Even as popular as it is, Star Wars only has 2 new novels coming out between January and October of next year. Now there are a bunch of reprints, kids books, art books and reference books, but Trek is also doing all of those except reprints.
 
Simple economics. Since they switched to doing the novels as trade paperbacks, it's meant fewer releases a year. Granted this has been scaled back dramatically from when they first switched, but as suggested above this is likely a reflection of sales. With so few novels being released, the priority is going to be the current shows, as they're more visible as well as TOS, as those are the bestselling novels. And in recent years, we have even gotten a few new TNG and even DS9 novels (with a new DS9 coming next year) to the older shows aren't being completely ignored.
 
Simple economics. Since they switched to doing the novels as trade paperbacks, it's meant fewer releases a year.

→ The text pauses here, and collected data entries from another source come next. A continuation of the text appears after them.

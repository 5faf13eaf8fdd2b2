use reqwest::Client;
use secrecy::{ExposeSecret, SecretString};

use crate::config::{AiConfig, ProviderConfig, ProviderKind};
use crate::error::{Error, Result};
use crate::llm::anthropic::AnthropicProvider;
use crate::llm::openai::OpenAIProvider;
use crate::llm::provider::{CompletionRequest, LLMProvider};

/// Routes prompts to whichever provider the configuration selects.
///
/// Holds nothing but a connection pool, so one dispatcher can serve any number
/// of concurrent calls with different configurations.
#[derive(Clone)]
pub struct Dispatcher {
    client: Client,
    show_progress: bool,
}

impl Dispatcher {
    pub fn new() -> Result<Self> {
        let client = Client::builder()
            .user_agent(concat!("aipr/", env!("CARGO_PKG_VERSION")))
            .build()?;
        Ok(Self::with_client(client))
    }

    pub fn with_client(client: Client) -> Self {
        Self {
            client,
            show_progress: true,
        }
    }

    /// Toggle the terminal spinner shown while waiting on the provider.
    pub fn with_progress(mut self, show_progress: bool) -> Self {
        self.show_progress = show_progress;
        self
    }

    /// Ask the configured provider to answer `prompt`.
    ///
    /// Fails with [`Error::UnsupportedProvider`] or [`Error::MissingCredential`]
    /// before any network traffic when the configuration cannot be used.
    pub async fn ask(&self, config: &AiConfig, prompt: &str, verbose: bool) -> Result<String> {
        let kind = ProviderKind::parse(&config.provider)?;
        let settings = config.provider_config(kind);

        if !settings.has_api_key() {
            return Err(Error::MissingCredential {
                provider: kind,
                env_var: kind.key_env_var(),
            });
        }

        let provider = self.provider(kind, settings);
        tracing::debug!("Routing request to {} ({})", provider.kind(), settings.model);

        let request = CompletionRequest {
            prompt,
            model: &settings.model,
            temperature: settings.temperature,
            max_tokens: settings.max_tokens,
            verbose,
        };

        provider.complete(&request).await
    }

    fn provider(&self, kind: ProviderKind, settings: &ProviderConfig) -> Box<dyn LLMProvider> {
        let api_key = SecretString::from(settings.api_key.expose_secret().to_owned());
        match kind {
            ProviderKind::OpenAI => Box::new(
                OpenAIProvider::new(self.client.clone(), settings.api_url.clone(), api_key)
                    .with_progress(self.show_progress),
            ),
            ProviderKind::Anthropic => Box::new(
                AnthropicProvider::new(self.client.clone(), settings.api_url.clone(), api_key)
                    .with_progress(self.show_progress),
            ),
        }
    }
}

Technically, there used to be both monthly mass-market paperbacks and maybe 2 or 3 trade paperbacks a year. So it wasn't so much switching as discontinuing the MMPB line and keeping the TPB line.
 
I'd honestly be shocked if it was any other reason, the franchise is nowhere near as popular as it used to be, and I would be shocked if the sales would be high enough to support 12 books a year.
Yeah. It stands to reason that there were more readers buying TOS/TNG/DS9/VOY within the first few years after the latter three series ended, than there are something like thirty years later.